Structural Proteomics by Chemical Cross-linking Coupled to Mass Spectrometry: Development, Fundamental Studies and Applications.

Abstract

The study of structures and conformations of proteins and protein complexes is extremely important in biochemistry, since most biochemical processes are governed by such macromolecules interconneted by extensive networks of interaction. Chemical cross-linking coupled to mass spectrometry (MS) is a technique that allows the characterization of structural proteins and protein complexes, especially where these are not capable of being analyzed by high resolution techniques.
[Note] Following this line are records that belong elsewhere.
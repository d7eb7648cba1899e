//! # Logical Instructions
//!
//! This module implements the bitwise operations on the accumulator:
//! - AND: Logical AND
//! - ORA: Logical Inclusive OR
//! - EOR: Exclusive OR
//!
//! All three update Z and N from the result and leave C and V alone; the
//! indexed forms add the +1 page-cross penalty.

use crate::{ExecutionError, MemoryBus, CPU, OPCODE_TABLE};

/// Executes the AND (Logical AND) instruction.
pub(crate) fn execute_and<M: MemoryBus>(
    cpu: &mut CPU<M>,
    opcode: u8,
) -> Result<(), ExecutionError> {
    let metadata = &OPCODE_TABLE[opcode as usize];

    let (value, page_crossed) = cpu.operand_value(metadata.addressing_mode)?;

    cpu.a &= value;
    cpu.set_nz(cpu.a);

    let mut cycles = metadata.base_cycles as u64;
    if page_crossed {
        cycles += 1;
    }
    cpu.cycles.add(cycles);

    Ok(())
}

/// Executes the ORA (Logical Inclusive OR) instruction.
pub(crate) fn execute_ora<M: MemoryBus>(
    cpu: &mut CPU<M>,
    opcode: u8,
) -> Result<(), ExecutionError> {
    let metadata = &OPCODE_TABLE[opcode as usize];

    let (value, page_crossed) = cpu.operand_value(metadata.addressing_mode)?;

    cpu.a |= value;
    cpu.set_nz(cpu.a);

    let mut cycles = metadata.base_cycles as u64;
    if page_crossed {
        cycles += 1;
    }
    cpu.cycles.add(cycles);

    Ok(())
}

/// Executes the EOR (Exclusive OR) instruction.
pub(crate) fn execute_eor<M: MemoryBus>(
    cpu: &mut CPU<M>,
    opcode: u8,
) -> Result<(), ExecutionError> {
    let metadata = &OPCODE_TABLE[opcode as usize];

    let (value, page_crossed) = cpu.operand_value(metadata.addressing_mode)?;

    cpu.a ^= value;
    cpu.set_nz(cpu.a);

    let mut cycles = metadata.base_cycles as u64;
    if page_crossed {
        cycles += 1;
    }
    cpu.cycles.add(cycles);

    Ok(())
}
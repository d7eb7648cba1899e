//! # System Shell
//!
//! Construction and orchestration of a complete emulated machine: the
//! three-region bus, the CPU connected to it, ROM image loading, RESET
//! through the EEPROM-resident vector, and bounded trace-logged execution.
//!
//! A `System` is built from a validated [`SystemConfig`]. Any region may
//! be omitted; the all-RAM configuration (`ram: Some((0x0000, 0xFFFF))`,
//! everything else `None`) is the one unit tests use.

use crate::{Bus, ExecutionError, Region, CPU};
use std::path::{Path, PathBuf};
use thiserror::Error;

/// Configuration rejected at construction time.
#[derive(Debug, Clone, Error, PartialEq)]
pub enum ConfigError {
    /// A region's low bound exceeds its high bound.
    #[error("{region} region bounds are inverted: 0x{low:04X} > 0x{high:04X}")]
    InvertedBounds {
        region: &'static str,
        low: u16,
        high: u16,
    },

    /// Two regions share at least one address.
    #[error("{first} and {second} regions overlap")]
    OverlappingRegions {
        first: &'static str,
        second: &'static str,
    },

    /// The clock frequency is zero or negative.
    #[error("clock frequency must be positive, got {mhz} MHz")]
    InvalidClock { mhz: f64 },
}

/// Failures surfaced by the system shell.
#[derive(Debug, Error)]
pub enum SystemError {
    #[error(transparent)]
    Config(#[from] ConfigError),

    /// The ROM image file could not be read.
    #[error("ROM image {path}: {source}")]
    RomRead {
        path: PathBuf,
        source: std::io::Error,
    },

    /// The ROM image length does not match the EEPROM region size.
    #[error("ROM image {path} is {found} bytes; EEPROM region expects {expected}")]
    RomSize {
        path: PathBuf,
        expected: usize,
        found: usize,
    },

    /// A ROM image was supplied but no EEPROM region is configured.
    #[error("no EEPROM region configured")]
    RomRegionAbsent,

    /// A fatal fault terminated execution.
    #[error(transparent)]
    Execution(#[from] ExecutionError),
}

/// Address bounds for the three regions plus the emulated clock rate.
///
/// Bounds are inclusive on both ends. `None` omits a region entirely (the
/// original machine description used `(-1, -1)` pairs for the same
/// purpose); gaps between regions are permitted and fault when accessed.
///
/// # Examples
///
/// ```rust
/// use lib65c02::SystemConfig;
///
/// // 16KB RAM, 8KB of I/O registers, 32KB EEPROM, 1 MHz clock.
/// let config = SystemConfig {
///     ram: Some((0x0000, 0x3FFF)),
///     io: Some((0x6000, 0x7FFF)),
///     rom: Some((0x8000, 0xFFFF)),
///     clock_mhz: 1.0,
/// };
/// assert!(config.validate().is_ok());
/// ```
#[derive(Debug, Clone)]
pub struct SystemConfig {
    /// RAM region bounds, or `None` for no RAM.
    pub ram: Option<(u16, u16)>,

    /// I/O-register region bounds, or `None` for no I/O.
    pub io: Option<(u16, u16)>,

    /// EEPROM region bounds, or `None` for no ROM.
    pub rom: Option<(u16, u16)>,

    /// Emulated clock rate in MHz; advisory pacing only.
    pub clock_mhz: f64,
}

impl SystemConfig {
    /// The all-RAM unit-test configuration: 64KB of RAM, no I/O, no ROM.
    pub fn all_ram(clock_mhz: f64) -> Self {
        Self {
            ram: Some((0x0000, 0xFFFF)),
            io: None,
            rom: None,
            clock_mhz,
        }
    }

    /// Checks bounds ordering and the clock rate.
    ///
    /// Region overlap is rejected by [`Bus::new`] when the system is
    /// built.
    pub fn validate(&self) -> Result<(), ConfigError> {
        let named = [("ram", self.ram), ("io", self.io), ("rom", self.rom)];
        for (region, bounds) in named {
            if let Some((low, high)) = bounds {
                if low > high {
                    return Err(ConfigError::InvertedBounds { region, low, high });
                }
            }
        }
        if !(self.clock_mhz > 0.0) {
            return Err(ConfigError::InvalidClock {
                mhz: self.clock_mhz,
            });
        }
        Ok(())
    }
}

/// A complete emulated machine: CPU wired to a three-region bus.
///
/// # Examples
///
/// ```rust
/// use lib65c02::{System, SystemConfig};
///
/// let mut system = System::new(SystemConfig::all_ram(1.0)).unwrap();
/// let cpu = system.cpu_mut();
///
/// // LDA #$80 at 0xFFFC (the all-RAM fixture starts execution there)
/// cpu.memory_mut().poke(0xFFFC, 0xA9);
/// cpu.memory_mut().poke(0xFFFD, 0x80);
/// cpu.reset_to(0xFFFC);
/// cpu.execute(1).unwrap();
///
/// assert_eq!(cpu.a(), 0x80);
/// assert!(cpu.flag_n());
/// ```
pub struct System {
    cpu: CPU<Bus>,
}

impl System {
    /// Validates the configuration and builds the machine.
    pub fn new(config: SystemConfig) -> Result<Self, SystemError> {
        config.validate()?;
        let bus = Bus::new(
            config.ram.map(|(low, high)| Region::new(low, high)),
            config.io.map(|(low, high)| Region::new(low, high)),
            config.rom.map(|(low, high)| Region::new(low, high)),
        )?;
        let mut cpu = CPU::new(bus);
        cpu.set_clock_mhz(config.clock_mhz);
        Ok(Self { cpu })
    }

    /// The CPU and, through it, the bus.
    pub fn cpu(&self) -> &CPU<Bus> {
        &self.cpu
    }

    /// Mutable access to the CPU and, through it, the bus.
    pub fn cpu_mut(&mut self) -> &mut CPU<Bus> {
        &mut self.cpu
    }

    /// Loads a ROM image file into the EEPROM region.
    ///
    /// The file is flat binary: byte `i` lands at `rom_low + i`, and the
    /// file length must equal the region size exactly.
    pub fn load_rom(&mut self, path: &Path) -> Result<(), SystemError> {
        let image = std::fs::read(path).map_err(|source| SystemError::RomRead {
            path: path.to_path_buf(),
            source,
        })?;
        self.load_rom_image(&image, path)
    }

    fn load_rom_image(&mut self, image: &[u8], path: &Path) -> Result<(), SystemError> {
        let rom = self
            .cpu
            .memory_mut()
            .rom_mut()
            .ok_or(SystemError::RomRegionAbsent)?;
        if image.len() != rom.len() {
            return Err(SystemError::RomSize {
                path: path.to_path_buf(),
                expected: rom.len(),
                found: image.len(),
            });
        }
        rom.load_image(image);
        log::debug!("loaded {} byte ROM image from {}", image.len(), path.display());
        Ok(())
    }

    /// Loads an in-memory ROM image, for tests that build programs on the
    /// fly. Same size contract as [`load_rom`](System::load_rom).
    pub fn load_rom_bytes(&mut self, image: &[u8]) -> Result<(), SystemError> {
        self.load_rom_image(image, Path::new("<memory>"))
    }

    /// Loads a ROM image, resets through the 0xFFFC/0xFFFD vector, and
    /// executes `instructions`, tracing every bus access to `out_file`
    /// when `logging` is set.
    ///
    /// A trace file that cannot be opened disables logging for the run
    /// but does not abort it.
    pub fn execute_program(
        &mut self,
        program: &Path,
        instructions: u64,
        logging: bool,
        out_file: &Path,
    ) -> Result<(), SystemError> {
        self.load_rom(program)?;
        self.cpu.reset()?;

        let bus = self.cpu.memory_mut();
        bus.log = logging;
        if logging && !bus.open_trace_file(out_file) {
            bus.log = false;
        }

        let result = self.cpu.execute(instructions);
        self.cpu.memory_mut().flush_trace();
        result.map_err(SystemError::from)
    }
}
The experiment is based on reaction of a protein or protein complex with a bifunctional reagent (cross-linking agent, ALC) followed by MS proteomics shotgun analysis. This brings all the advantages of MS to the technique, such as high sensitivity, speed of analysis and ease of use.Although the methodology of cross-linking with MS analysis proves promising to provide structural information of proteins and protein complexes, there are still several limitations to be overcome for it to become of unrestricted use with respect to system size and the protein categories. Among the challenges still to be overcome are the difficulty of detecting and identifying species modified by the ALC's and current restricted ALC's specificity towards aminoacid side chain. This project specifically aims at developing new ALC to allow easier detection and identification of peptides containing cross-linking modification, beside having different selectivities towards aminoacids. These studies will enable the expansion of the applicability of the technique and increase the amount and quality of structural data arising from these experiments.